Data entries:
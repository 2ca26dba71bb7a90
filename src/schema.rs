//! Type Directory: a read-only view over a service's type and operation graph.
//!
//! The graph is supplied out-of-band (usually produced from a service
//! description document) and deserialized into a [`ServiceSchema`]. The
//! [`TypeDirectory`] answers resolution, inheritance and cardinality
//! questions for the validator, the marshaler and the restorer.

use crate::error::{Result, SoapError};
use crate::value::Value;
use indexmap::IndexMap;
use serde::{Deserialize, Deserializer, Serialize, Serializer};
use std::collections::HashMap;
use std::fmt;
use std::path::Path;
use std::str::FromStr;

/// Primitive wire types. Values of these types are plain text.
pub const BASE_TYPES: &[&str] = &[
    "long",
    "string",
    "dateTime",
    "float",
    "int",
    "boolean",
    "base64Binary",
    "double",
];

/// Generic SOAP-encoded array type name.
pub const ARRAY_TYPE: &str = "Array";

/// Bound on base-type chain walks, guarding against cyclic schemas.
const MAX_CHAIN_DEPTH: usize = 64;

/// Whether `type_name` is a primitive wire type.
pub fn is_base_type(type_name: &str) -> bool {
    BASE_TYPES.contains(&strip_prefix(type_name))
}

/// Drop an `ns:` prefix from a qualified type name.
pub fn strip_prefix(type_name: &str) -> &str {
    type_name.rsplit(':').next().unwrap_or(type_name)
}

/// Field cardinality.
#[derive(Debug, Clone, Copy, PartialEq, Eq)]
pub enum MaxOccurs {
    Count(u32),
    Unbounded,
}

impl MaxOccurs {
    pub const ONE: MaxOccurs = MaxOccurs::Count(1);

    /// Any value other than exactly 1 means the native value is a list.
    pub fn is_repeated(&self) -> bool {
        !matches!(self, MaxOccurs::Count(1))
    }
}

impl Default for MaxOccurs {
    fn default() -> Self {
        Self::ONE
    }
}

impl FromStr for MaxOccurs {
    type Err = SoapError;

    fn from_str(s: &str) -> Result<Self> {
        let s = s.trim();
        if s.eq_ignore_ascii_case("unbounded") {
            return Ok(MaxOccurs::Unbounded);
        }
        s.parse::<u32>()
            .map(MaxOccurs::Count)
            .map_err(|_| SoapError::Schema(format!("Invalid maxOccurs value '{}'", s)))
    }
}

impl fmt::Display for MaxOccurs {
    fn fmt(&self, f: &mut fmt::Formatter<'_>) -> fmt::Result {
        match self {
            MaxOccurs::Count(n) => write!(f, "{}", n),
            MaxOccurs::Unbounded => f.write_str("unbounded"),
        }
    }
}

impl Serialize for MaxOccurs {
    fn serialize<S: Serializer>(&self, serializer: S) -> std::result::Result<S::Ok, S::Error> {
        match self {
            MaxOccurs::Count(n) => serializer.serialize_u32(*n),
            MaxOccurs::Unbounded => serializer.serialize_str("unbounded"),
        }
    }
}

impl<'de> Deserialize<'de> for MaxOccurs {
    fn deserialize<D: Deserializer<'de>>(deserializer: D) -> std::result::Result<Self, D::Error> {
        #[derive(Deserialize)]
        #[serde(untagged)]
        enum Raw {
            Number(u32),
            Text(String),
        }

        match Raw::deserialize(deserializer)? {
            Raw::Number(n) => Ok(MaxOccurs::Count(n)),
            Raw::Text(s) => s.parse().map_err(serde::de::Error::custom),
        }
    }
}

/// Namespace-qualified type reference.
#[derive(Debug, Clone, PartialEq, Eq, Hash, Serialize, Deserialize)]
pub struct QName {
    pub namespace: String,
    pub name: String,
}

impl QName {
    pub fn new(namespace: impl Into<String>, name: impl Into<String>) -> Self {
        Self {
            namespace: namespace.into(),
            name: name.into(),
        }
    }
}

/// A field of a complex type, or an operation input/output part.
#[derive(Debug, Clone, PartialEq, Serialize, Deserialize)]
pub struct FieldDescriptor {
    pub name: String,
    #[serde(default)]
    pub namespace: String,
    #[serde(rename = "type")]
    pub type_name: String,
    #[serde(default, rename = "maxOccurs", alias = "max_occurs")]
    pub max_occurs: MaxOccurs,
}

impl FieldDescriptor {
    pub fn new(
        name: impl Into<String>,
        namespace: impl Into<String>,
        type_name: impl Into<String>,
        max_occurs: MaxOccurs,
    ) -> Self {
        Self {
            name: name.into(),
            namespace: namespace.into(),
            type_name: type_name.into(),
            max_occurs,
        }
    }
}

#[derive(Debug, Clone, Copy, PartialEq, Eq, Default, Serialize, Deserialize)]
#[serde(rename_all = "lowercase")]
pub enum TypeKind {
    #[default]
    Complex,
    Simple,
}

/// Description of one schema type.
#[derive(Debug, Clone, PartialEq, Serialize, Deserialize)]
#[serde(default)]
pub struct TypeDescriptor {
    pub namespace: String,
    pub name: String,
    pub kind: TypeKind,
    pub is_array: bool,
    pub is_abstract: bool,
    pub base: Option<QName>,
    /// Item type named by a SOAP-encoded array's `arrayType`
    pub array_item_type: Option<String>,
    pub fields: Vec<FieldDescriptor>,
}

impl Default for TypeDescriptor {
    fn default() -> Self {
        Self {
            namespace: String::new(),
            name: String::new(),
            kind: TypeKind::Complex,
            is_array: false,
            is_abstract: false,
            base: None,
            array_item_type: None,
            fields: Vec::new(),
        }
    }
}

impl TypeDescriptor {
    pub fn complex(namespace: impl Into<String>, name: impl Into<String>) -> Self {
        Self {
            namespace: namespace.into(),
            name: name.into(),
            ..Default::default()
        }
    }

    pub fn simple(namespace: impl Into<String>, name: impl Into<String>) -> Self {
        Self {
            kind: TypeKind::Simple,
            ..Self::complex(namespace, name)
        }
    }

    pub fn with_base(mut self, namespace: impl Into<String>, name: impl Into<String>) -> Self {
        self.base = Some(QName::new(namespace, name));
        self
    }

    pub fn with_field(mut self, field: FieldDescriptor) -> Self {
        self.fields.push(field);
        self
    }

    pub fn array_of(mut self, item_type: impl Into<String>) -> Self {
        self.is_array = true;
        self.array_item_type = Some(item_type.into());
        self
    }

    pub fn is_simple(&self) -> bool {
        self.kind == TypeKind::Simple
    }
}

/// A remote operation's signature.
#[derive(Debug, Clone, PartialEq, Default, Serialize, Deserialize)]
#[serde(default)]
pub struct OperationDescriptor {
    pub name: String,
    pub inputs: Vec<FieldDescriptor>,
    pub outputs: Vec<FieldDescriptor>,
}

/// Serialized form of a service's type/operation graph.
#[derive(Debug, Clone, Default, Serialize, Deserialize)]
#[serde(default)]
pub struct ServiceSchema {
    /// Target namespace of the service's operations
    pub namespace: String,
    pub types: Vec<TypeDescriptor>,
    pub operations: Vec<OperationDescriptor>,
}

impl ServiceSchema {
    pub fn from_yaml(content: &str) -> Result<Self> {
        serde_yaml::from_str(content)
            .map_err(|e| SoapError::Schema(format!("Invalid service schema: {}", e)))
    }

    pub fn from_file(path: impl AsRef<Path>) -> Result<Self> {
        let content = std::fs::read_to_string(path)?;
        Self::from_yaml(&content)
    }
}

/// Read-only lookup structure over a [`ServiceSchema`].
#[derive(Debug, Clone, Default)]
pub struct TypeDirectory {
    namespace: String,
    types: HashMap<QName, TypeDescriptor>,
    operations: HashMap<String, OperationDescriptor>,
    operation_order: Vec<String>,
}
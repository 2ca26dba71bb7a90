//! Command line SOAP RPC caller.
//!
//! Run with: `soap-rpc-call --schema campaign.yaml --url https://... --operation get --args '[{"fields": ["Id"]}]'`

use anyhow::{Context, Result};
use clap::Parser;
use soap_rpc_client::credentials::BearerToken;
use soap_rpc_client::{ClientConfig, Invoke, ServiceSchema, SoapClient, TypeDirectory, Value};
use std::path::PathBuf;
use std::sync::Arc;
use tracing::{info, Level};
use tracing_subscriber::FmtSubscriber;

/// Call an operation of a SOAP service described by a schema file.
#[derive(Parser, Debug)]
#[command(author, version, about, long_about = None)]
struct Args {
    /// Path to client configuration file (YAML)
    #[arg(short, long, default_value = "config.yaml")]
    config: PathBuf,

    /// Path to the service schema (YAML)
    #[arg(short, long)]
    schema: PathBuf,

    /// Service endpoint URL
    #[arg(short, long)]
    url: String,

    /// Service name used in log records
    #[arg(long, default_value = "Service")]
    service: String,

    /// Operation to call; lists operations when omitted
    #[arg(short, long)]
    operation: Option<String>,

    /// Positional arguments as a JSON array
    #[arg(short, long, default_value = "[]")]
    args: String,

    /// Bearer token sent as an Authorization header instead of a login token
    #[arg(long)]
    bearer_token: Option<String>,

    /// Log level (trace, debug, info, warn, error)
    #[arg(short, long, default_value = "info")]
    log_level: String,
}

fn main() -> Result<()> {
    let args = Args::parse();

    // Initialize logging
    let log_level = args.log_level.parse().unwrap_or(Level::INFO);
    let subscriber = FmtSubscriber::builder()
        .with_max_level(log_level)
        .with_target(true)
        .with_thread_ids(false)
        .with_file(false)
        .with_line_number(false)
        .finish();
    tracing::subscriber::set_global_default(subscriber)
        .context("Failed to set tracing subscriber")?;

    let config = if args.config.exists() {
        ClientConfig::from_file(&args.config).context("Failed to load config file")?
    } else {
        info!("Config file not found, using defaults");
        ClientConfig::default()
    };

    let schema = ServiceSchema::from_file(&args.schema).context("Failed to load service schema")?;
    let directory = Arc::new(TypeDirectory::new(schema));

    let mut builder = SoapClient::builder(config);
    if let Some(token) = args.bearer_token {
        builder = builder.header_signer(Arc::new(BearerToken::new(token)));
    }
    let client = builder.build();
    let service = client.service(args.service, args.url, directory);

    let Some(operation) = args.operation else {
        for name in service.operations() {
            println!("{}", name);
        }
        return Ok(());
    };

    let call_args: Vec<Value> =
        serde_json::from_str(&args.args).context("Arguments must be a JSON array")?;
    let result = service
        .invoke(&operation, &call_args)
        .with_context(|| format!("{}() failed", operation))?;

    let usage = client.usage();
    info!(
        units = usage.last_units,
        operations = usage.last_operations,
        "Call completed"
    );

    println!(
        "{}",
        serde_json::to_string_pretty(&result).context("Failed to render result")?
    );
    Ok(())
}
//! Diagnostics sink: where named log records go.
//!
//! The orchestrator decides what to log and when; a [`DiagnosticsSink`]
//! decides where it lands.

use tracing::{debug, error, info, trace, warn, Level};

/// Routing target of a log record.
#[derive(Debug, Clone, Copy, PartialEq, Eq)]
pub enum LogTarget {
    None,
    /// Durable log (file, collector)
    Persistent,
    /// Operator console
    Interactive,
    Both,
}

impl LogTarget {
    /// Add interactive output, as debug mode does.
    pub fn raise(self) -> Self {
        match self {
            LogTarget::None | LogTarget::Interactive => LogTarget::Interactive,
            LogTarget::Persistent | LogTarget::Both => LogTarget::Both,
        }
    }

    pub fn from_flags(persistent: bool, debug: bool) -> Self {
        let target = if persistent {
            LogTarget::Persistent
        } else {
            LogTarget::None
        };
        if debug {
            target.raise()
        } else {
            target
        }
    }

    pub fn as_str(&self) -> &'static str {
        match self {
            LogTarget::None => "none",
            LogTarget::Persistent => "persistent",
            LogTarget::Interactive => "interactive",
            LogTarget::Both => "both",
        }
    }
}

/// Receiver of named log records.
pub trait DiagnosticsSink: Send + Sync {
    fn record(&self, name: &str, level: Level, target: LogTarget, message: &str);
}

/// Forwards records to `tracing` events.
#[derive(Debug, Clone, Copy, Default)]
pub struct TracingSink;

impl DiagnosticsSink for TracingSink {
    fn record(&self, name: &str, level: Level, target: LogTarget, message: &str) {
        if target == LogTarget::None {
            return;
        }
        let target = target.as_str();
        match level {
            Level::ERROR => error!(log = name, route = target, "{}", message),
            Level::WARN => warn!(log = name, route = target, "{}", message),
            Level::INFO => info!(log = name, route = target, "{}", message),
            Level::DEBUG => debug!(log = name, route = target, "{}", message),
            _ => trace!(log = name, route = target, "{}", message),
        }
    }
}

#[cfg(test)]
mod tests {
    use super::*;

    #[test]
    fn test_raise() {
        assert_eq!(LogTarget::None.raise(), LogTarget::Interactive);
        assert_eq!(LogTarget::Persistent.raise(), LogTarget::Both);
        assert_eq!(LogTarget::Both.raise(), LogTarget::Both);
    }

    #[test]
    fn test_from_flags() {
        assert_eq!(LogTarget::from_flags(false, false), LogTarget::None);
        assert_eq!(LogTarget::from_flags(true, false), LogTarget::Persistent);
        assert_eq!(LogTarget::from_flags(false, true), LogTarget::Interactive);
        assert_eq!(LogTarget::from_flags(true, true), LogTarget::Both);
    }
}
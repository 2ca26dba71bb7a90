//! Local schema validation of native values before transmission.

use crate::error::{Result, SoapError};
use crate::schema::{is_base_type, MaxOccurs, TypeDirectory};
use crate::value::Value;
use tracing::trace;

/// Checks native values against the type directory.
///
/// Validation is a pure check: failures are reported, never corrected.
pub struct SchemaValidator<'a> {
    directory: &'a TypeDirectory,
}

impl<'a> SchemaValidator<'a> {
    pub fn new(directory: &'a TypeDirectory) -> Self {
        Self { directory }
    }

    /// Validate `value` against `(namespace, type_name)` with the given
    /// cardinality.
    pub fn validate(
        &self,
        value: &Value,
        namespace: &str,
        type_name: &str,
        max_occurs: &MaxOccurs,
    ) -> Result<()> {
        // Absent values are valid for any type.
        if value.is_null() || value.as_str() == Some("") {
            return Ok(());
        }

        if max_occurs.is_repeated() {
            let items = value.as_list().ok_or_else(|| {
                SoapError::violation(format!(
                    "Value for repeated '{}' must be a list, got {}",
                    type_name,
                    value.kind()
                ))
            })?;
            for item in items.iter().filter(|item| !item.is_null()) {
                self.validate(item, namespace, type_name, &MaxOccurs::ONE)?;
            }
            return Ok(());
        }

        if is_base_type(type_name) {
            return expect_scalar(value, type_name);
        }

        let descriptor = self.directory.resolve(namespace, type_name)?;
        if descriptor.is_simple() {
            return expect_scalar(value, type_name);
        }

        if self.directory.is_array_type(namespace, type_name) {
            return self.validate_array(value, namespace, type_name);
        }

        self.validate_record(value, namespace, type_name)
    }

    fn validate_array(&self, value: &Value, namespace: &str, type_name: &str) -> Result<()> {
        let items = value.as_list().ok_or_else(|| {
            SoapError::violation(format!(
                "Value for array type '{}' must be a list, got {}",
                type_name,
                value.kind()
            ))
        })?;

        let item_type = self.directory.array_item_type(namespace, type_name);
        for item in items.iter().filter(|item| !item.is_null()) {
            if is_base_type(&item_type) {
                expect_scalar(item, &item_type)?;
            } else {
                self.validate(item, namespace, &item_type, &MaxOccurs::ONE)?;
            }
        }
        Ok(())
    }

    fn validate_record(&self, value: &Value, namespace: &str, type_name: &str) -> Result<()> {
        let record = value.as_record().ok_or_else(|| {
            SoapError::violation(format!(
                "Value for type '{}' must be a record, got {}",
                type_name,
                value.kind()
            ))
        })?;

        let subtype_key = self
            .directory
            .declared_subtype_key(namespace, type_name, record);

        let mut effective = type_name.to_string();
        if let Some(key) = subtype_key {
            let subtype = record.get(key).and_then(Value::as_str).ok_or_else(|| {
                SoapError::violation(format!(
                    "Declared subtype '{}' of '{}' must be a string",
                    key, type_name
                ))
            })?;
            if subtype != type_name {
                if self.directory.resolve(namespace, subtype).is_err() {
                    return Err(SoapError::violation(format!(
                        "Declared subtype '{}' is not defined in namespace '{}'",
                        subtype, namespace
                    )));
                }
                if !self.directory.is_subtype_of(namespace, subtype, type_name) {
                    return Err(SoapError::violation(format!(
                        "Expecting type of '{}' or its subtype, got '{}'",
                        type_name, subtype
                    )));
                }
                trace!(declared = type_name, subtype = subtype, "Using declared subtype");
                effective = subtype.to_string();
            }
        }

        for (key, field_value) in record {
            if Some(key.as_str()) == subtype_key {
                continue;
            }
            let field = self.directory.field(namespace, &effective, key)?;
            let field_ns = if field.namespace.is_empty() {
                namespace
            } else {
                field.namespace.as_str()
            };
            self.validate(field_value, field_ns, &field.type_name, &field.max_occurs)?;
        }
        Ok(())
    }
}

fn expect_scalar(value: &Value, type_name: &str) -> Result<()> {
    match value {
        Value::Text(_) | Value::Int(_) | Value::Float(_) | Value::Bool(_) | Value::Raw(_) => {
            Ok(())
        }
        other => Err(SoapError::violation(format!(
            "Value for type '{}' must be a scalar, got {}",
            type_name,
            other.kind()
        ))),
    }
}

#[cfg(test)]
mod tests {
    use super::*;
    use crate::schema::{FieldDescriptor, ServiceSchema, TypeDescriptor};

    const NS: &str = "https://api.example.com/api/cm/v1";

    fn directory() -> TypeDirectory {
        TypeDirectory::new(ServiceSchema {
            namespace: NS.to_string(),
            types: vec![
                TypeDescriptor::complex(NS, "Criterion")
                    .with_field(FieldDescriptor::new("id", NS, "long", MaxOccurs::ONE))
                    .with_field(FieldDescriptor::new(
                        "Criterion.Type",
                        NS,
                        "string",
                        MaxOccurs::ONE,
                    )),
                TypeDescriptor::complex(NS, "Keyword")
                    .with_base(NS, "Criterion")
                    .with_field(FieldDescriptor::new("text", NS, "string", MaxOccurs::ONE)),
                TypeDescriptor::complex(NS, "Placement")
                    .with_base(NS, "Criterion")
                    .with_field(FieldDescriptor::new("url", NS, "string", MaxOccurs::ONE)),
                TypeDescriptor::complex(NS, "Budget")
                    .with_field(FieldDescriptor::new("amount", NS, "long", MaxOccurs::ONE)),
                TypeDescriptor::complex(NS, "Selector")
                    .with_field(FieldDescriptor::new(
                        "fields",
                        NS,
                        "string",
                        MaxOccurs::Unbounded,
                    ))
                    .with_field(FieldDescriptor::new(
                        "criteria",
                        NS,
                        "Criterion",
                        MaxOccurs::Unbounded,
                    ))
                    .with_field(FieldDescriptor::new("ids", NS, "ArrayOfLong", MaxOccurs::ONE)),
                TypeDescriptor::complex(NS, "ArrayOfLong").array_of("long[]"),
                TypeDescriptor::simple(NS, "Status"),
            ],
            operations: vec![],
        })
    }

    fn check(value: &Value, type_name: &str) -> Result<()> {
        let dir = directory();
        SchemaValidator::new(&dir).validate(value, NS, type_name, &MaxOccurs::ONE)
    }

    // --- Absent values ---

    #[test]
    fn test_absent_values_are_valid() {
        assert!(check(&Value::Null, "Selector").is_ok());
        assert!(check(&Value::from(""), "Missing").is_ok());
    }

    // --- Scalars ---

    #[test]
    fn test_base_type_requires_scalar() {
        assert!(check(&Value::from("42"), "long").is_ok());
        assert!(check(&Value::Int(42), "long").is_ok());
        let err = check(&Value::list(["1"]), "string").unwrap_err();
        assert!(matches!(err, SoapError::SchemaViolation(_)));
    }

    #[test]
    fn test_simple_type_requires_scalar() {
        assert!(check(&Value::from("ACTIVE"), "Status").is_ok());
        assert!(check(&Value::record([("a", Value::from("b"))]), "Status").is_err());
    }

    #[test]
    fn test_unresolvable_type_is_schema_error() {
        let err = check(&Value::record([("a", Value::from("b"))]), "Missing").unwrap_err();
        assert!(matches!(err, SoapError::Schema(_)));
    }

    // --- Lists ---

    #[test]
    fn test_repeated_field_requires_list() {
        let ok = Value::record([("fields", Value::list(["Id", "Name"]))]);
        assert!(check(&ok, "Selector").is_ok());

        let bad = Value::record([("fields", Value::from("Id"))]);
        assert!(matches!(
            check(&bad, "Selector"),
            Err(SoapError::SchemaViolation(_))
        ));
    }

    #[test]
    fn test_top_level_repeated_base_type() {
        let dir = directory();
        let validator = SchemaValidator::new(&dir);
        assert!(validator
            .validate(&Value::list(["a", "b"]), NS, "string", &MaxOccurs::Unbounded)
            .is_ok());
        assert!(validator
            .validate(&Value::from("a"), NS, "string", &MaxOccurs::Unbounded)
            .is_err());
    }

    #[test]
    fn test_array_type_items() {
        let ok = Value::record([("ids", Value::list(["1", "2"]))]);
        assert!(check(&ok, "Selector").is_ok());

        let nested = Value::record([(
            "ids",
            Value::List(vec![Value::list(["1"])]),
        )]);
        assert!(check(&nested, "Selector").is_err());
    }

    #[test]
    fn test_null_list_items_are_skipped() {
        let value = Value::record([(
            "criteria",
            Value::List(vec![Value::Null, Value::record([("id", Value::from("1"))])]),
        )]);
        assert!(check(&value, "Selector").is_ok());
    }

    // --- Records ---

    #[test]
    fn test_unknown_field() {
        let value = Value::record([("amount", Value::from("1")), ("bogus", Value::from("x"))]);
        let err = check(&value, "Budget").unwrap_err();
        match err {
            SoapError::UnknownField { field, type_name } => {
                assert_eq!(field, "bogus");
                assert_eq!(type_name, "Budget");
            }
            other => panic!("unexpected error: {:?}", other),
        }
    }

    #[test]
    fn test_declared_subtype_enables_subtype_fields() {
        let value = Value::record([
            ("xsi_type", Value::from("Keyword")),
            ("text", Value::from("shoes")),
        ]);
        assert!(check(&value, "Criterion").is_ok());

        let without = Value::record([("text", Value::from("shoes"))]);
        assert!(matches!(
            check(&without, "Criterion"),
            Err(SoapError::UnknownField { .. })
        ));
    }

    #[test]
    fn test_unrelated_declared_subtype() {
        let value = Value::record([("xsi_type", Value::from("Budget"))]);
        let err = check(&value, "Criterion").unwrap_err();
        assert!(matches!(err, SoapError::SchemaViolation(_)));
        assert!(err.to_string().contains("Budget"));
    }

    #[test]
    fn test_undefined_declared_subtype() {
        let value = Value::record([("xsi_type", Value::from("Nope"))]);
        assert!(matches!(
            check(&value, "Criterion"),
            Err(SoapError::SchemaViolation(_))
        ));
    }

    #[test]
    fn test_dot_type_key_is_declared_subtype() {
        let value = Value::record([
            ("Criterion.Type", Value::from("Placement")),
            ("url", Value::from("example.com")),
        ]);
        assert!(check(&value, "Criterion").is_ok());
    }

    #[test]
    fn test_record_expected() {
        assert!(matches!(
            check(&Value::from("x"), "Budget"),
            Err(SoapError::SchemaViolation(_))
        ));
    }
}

→ Work to complete: Look through the entries above, and wherever a line holds the string "route", copy it.

→ Answer space:
            Level::ERROR => error!(log = name, route = target, "{}", message),
            Level::WARN => warn!(log = name, route = target, "{}", message),
            Level::INFO => info!(log = name, route = target, "{}", message),
            Level::DEBUG => debug!(log = name, route = target, "{}", message),
            _ => trace!(log = name, route = target, "{}", message),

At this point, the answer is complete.